Una mañana llena de mariposas

“Buenos días, colegial”, dijo mamá con una sonrisa. Michael se sentó y abrazó su manta. “¿Qué pasa si no conozco a nadie?” preguntó. Mamá le recordó que todos los niños de su clase también tendrían su primer día. “Solo necesitas un saludo valiente para comenzar”, dijo.

Durante el desayuno, la cuchara de Michael hacía pequeños círculos en su cereal. Mamá lo ayudó a nombrar las cosas que esperaba: hacer dibujos, aprender juegos nuevos y descubrir qué había dentro de la biblioteca de la escuela. Con cada idea, el aleteo en su estómago se volvía un poco más suave.
El viaje a la escuela

El autobús amarillo se detuvo con un silbido amistoso. Michael apretó la mano de mamá, respiró hondo y subió a bordo. En la ventana, la saludó con la mano hasta que ella se convirtió en una pequeña forma al final de la calle.

Un niño al otro lado del pasillo le dedicó una sonrisa tímida. Michael recordó el consejo de mamá. "Hola, soy Michael", dijo. “Soy Sam”, respondió el niño. Ese valiente saludo hizo que el autobús pareciera mucho menos enorme.
Un aula de caras nuevas

La Sra. Johnson dio la bienvenida a todos en la puerta del salón de clases. Le mostró a Michael dónde colgar su mochila y le señaló su asiento. La habitación olía a crayones y a libros nuevos. Había letras de colores en la pared y un rincón de lectura lleno de cojines.
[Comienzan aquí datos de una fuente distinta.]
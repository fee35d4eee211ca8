//! Credential service errors.

use thiserror::Error;

use super::cipher::CipherError;

#[derive(Error, Debug)]
pub enum CredentialsError {
    #[error("{0}")]
    NotFound(String),

    #[error("{0}")]
    Forbidden(String),

    #[error("{0}")]
    BadRequest(String),

    #[error("Plan lacks license for this feature")]
    Unlicensed,

    #[error("Credential data could not be processed: {0}")]
    Cipher(#[from] CipherError),

    #[error("Storage error: {0}")]
    Storage(String),
}

impl CredentialsError {
    pub fn not_found(message: impl Into<String>) -> Self {
        Self::NotFound(message.into())
    }

    pub fn bad_request(message: impl Into<String>) -> Self {
        Self::BadRequest(message.into())
    }

    /// Forbidden without further detail.
    pub fn forbidden() -> Self {
        Self::Forbidden("User is missing a scope required to perform this action".to_string())
    }

    pub fn is_not_found(&self) -> bool {
        matches!(self, Self::NotFound(_))
    }
}

pub type CredentialsResult<T> = Result<T, CredentialsError>;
La clase jugó un juego de bienvenida. Cada niño dijo su nombre y eligió su animal favorito. Michael eligió un delfín. Cuando todos aplaudieron, se dio cuenta de que nadie esperaba que él lo supiera todo. Todos estaban aprendiendo juntos.

Durante la hora de arte, Michael dibujó el autobús escolar, su madre saludaba y un gran delfín azul nadaba sobre ellos como un guardián en el cielo. Sam pidió prestado un crayón verde y Michael lo compartió felizmente.
Nuevos amigos y un final feliz.

En el recreo, Michael corrió con Sam hacia el tobogán. Pronto dos niños más se unieron al juego. Se turnaron, se animaron unos a otros e inventaron la regla de que el suelo debajo del tobogán era un océano resplandeciente.
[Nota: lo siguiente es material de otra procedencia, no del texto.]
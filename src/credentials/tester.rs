//! Credential testing capability.

use async_trait::async_trait;
use serde::{Deserialize, Serialize};

use super::entities::User;
use super::requests::CredentialPayload;

#[derive(Debug, Clone, Copy, Serialize, Deserialize, PartialEq, Eq)]
pub enum CredentialTestStatus {
    #[serde(rename = "OK")]
    Ok,
    Error,
}

/// Outcome of testing a credential against its service.
#[derive(Debug, Clone, Serialize, Deserialize, PartialEq)]
pub struct CredentialTestResult {
    pub status: CredentialTestStatus,
    pub message: String,
}

impl CredentialTestResult {
    pub fn ok(message: impl Into<String>) -> Self {
        Self {
            status: CredentialTestStatus::Ok,
            message: message.into(),
        }
    }

    pub fn error(message: impl Into<String>) -> Self {
        Self {
            status: CredentialTestStatus::Error,
            message: message.into(),
        }
    }
}

/// Runs a credential's test against the service it authenticates to.
///
/// `credentials.data` is already unredacted when this is called.
#[async_trait]
pub trait CredentialTester: Send + Sync {
    async fn test(&self, user: &User, credentials: &CredentialPayload) -> CredentialTestResult;
}

/// Tester used when no node declares a test for a credential type.
#[derive(Debug, Default, Clone, Copy)]
pub struct NoTestFunction;

#[async_trait]
impl CredentialTester for NoTestFunction {
    async fn test(&self, _user: &User, _credentials: &CredentialPayload) -> CredentialTestResult {
        CredentialTestResult::error("No testing function found for this credential.")
    }
}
De regreso al interior, los niños construyeron una torre de bloques alta y agregaron dibujos a su alrededor. Las manos de Michael estaban ocupadas, su sonrisa era amplia y las mariposas matutinas habían desaparecido por completo.

Durante el almuerzo, Michael se sentó con sus nuevos amigos. Compararon sándwiches, hablaron sobre sus mascotas y planearon otra aventura en el patio de recreo para mañana. La escuela ya no parecía un edificio lleno de extraños.

Cuando Michael vio a mamá después de la escuela, corrió a sus brazos. “Le dije un saludo valiente”, le dijo, “y luego dije muchas más”. En el camino a casa, describió cada imagen, juego y nuevo amigo. Mañana ya no sería su primer día, pero Michael ya sabía que sería otro buen día.